- Activity:
Nothing in the data should be left out or altered when it is retyped.

- Stored data:

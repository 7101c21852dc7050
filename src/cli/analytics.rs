//! Analytics command implementation

use clap::ValueEnum;

use habit_quest::progress::analytics::{category_performance, habit_completion_rates, streak_board, Heatmap};

use super::Session;

#[derive(Debug, Clone, Copy, PartialEq, Eq, ValueEnum)]
pub enum AnalyticsView {
    /// Completion grid of recent tracked days
    Heatmap,
    /// Current vs longest streaks
    Streaks,
    /// Completion rate per category
    Categories,
    /// Completion rate per habit
    Rates,
}

pub fn analytics_command(session: &Session, view: AnalyticsView) {
    let habits = session.tracker.habits();

    match view {
        AnalyticsView::Heatmap => {
            let heatmap = Heatmap::build(habits, session.config.settings.heatmap_days);
            if heatmap.is_empty() {
                println!("Complete some habits to see your heatmap!");
                return;
            }
            let first = heatmap.dates.first().map(ToString::to_string).unwrap_or_default();
            let last = heatmap.dates.last().map(ToString::to_string).unwrap_or_default();
            println!("{} .. {}\n", first, last);
            for (habit, days) in &heatmap.rows {
                let cells: String = days.iter().map(|done| if *done { '█' } else { '·' }).collect();
                println!("  {:<24} {}", habit.name, cells);
            }
        }
        AnalyticsView::Streaks => {
            println!("  {:<24} {:>7} {:>7}", "Habit", "Current", "Longest");
            for (habit, current, longest) in streak_board(habits) {
                println!("  {:<24} {:>7} {:>7}", habit.name, current, longest);
            }
        }
        AnalyticsView::Categories => {
            let perf = category_performance(habits);
            if perf.values().all(|p| p.tracked == 0) {
                println!("Complete some habits to see category performance!");
                return;
            }
            for (category, p) in perf {
                println!(
                    "  {:<20} {:>5.1}%  ({}/{} days)",
                    category,
                    p.rate(),
                    p.completed,
                    p.tracked
                );
            }
        }
        AnalyticsView::Rates => {
            let rates = habit_completion_rates(habits);
            if rates.iter().all(|r| r.tracked_days == 0) {
                println!("Complete some habits to see completion rates!");
                return;
            }
            for r in rates {
                println!(
                    "  {:<24} {:<18} {:>5.1}%  ({}/{} days)",
                    r.habit.name, r.habit.category, r.rate, r.completed_days, r.tracked_days
                );
            }
        }
    }
}
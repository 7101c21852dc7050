//! Streak calculation
//!
//! Streaks are derived from a completion ledger and an explicit "today". The
//! calculator never reads the clock, so the same ledger and date always give
//! the same result.

use chrono::NaiveDate;

use crate::domain::CompletionLedger;

/// Days allowed between the latest completion and today before a streak breaks.
/// A habit done yesterday and still open today keeps its streak.
pub const GRACE_DAYS: i64 = 1;

/// Current consecutive-day streak ending at the latest completed day.
///
/// Returns 0 when nothing is completed or when the latest completion is more
/// than [`GRACE_DAYS`] before `today`. A day stored as `false` is a hole.
pub fn calculate_streak(completions: &CompletionLedger, today: NaiveDate) -> u32 {
    // BTreeMap iterates in ascending date order
    let dates: Vec<NaiveDate> = completions
        .iter()
        .filter(|(_, done)| **done)
        .map(|(date, _)| *date)
        .collect();

    let Some(latest) = dates.last() else {
        return 0;
    };

    if (today - *latest).num_days() > GRACE_DAYS {
        return 0;
    }

    let mut streak = 1;
    for pair in dates.windows(2).rev() {
        if (pair[1] - pair[0]).num_days() == 1 {
            streak += 1;
        } else {
            break;
        }
    }
    streak
}

/// Current and best streak after a recomputation
#[derive(Debug, Clone, Copy, Default, PartialEq, Eq)]
pub struct StreakSummary {
    pub current: u32,
    pub longest: u32,
}

impl StreakSummary {
    /// Recompute from the ledger, carrying the best streak forward
    pub fn recompute(completions: &CompletionLedger, today: NaiveDate, previous_longest: u32) -> Self {
        let current = calculate_streak(completions, today);
        Self {
            current,
            longest: previous_longest.max(current),
        }
    }
}
//! Core domain types for Habit Quest

mod error;
mod habit;
mod profile;

pub use error::TrackerError;
pub use habit::{CompletionLedger, Habit, HabitId};
pub use profile::UserProfile;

- Written solution:
repository 7101c21852dc7050
filename src/cli/analytics.rs
//! Analytics command implementation

use clap::ValueEnum;

use habit_quest::progress::analytics::{category_performance, habit_completion_rates, streak_board, Heatmap};

use super::Session;

#[derive(Debug, Clone, Copy, PartialEq, Eq, ValueEnum)]
pub enum AnalyticsView {
    /// Completion grid of recent tracked days
    Heatmap,
    /// Current vs longest streaks
    Streaks,
    /// Completion rate per category
    Categories,
    /// Completion rate per habit
    Rates,
}

pub fn analytics_command(session: &Session, view: AnalyticsView) {
    let habits = session.tracker.habits();

    match view {
        AnalyticsView::Heatmap => {
            let heatmap = Heatmap::build(habits, session.config.settings.heatmap_days);
            if heatmap.is_empty() {
                println!("Complete some habits to see your heatmap!");
                return;
            }
            let first = heatmap.dates.first().map(ToString::to_string).unwrap_or_default();
            let last = heatmap.dates.last().map(ToString::to_string).unwrap_or_default();
            println!("{} .. {}\n", first, last);
            for (habit, days) in &heatmap.rows {
                let cells: String = days.iter().map(|done| if *done { '█' } else { '·' }).collect();
                println!("  {:<24} {}", habit.name, cells);
            }
        }
        AnalyticsView::Streaks => {
            println!("  {:<24} {:>7} {:>7}", "Habit", "Current", "Longest");
            for (habit, current, longest) in streak_board(habits) {
                println!("  {:<24} {:>7} {:>7}", habit.name, current, longest);
            }
        }
        AnalyticsView::Categories => {
            let perf = category_performance(habits);
            if perf.values().all(|p| p.tracked == 0) {
                println!("Complete some habits to see category performance!");
                return;
            }
            for (category, p) in perf {
                println!(
                    "  {:<20} {:>5.1}%  ({}/{} days)",
                    category,
                    p.rate(),
                    p.completed,
                    p.tracked
                );
            }
        }
        AnalyticsView::Rates => {
            let rates = habit_completion_rates(habits);
            if rates.iter().all(|r| r.tracked_days == 0) {
                println!("Complete some habits to see completion rates!");
                return;
            }
            for r in rates {
                println!(
                    "  {:<24} {:<18} {:>5.1}%  ({}/{} days)",
                    r.habit.name, r.habit.category, r.rate, r.completed_days, r.tracked_days
                );
            }
        }
    }
}
repository 7101c21852dc7050
//! Streak calculation
//!
//! Streaks are derived from a completion ledger and an explicit "today". The
//! calculator never reads the clock, so the same ledger and date always give
//! the same result.

use chrono::NaiveDate;

use crate::domain::CompletionLedger;

/// Days allowed between the latest completion and today before a streak breaks.
/// A habit done yesterday and still open today keeps its streak.
pub const GRACE_DAYS: i64 = 1;

/// Current consecutive-day streak ending at the latest completed day.
///
/// Returns 0 when nothing is completed or when the latest completion is more
/// than [`GRACE_DAYS`] before `today`. A day stored as `false` is a hole.
pub fn calculate_streak(completions: &CompletionLedger, today: NaiveDate) -> u32 {
    // BTreeMap iterates in ascending date order
    let dates: Vec<NaiveDate> = completions
        .iter()
        .filter(|(_, done)| **done)
        .map(|(date, _)| *date)
        .collect();

    let Some(latest) = dates.last() else {
        return 0;
    };

    if (today - *latest).num_days() > GRACE_DAYS {
        return 0;
    }

    let mut streak = 1;
    for pair in dates.windows(2).rev() {
        if (pair[1] - pair[0]).num_days() == 1 {
            streak += 1;
        } else {
            break;
        }
    }
    streak
}

/// Current and best streak after a recomputation
#[derive(Debug, Clone, Copy, Default, PartialEq, Eq)]
pub struct StreakSummary {
    pub current: u32,
    pub longest: u32,
}

impl StreakSummary {
    /// Recompute from the ledger, carrying the best streak forward
    pub fn recompute(completions: &CompletionLedger, today: NaiveDate, previous_longest: u32) -> Self {
        let current = calculate_streak(completions, today);
        Self {
            current,
            longest: previous_longest.max(current),
        }
    }
}
//! Core domain types for Habit Quest

mod error;
mod habit;
mod profile;

pub use error::TrackerError;
pub use habit::{CompletionLedger, Habit, HabitId};
pub use profile::UserProfile;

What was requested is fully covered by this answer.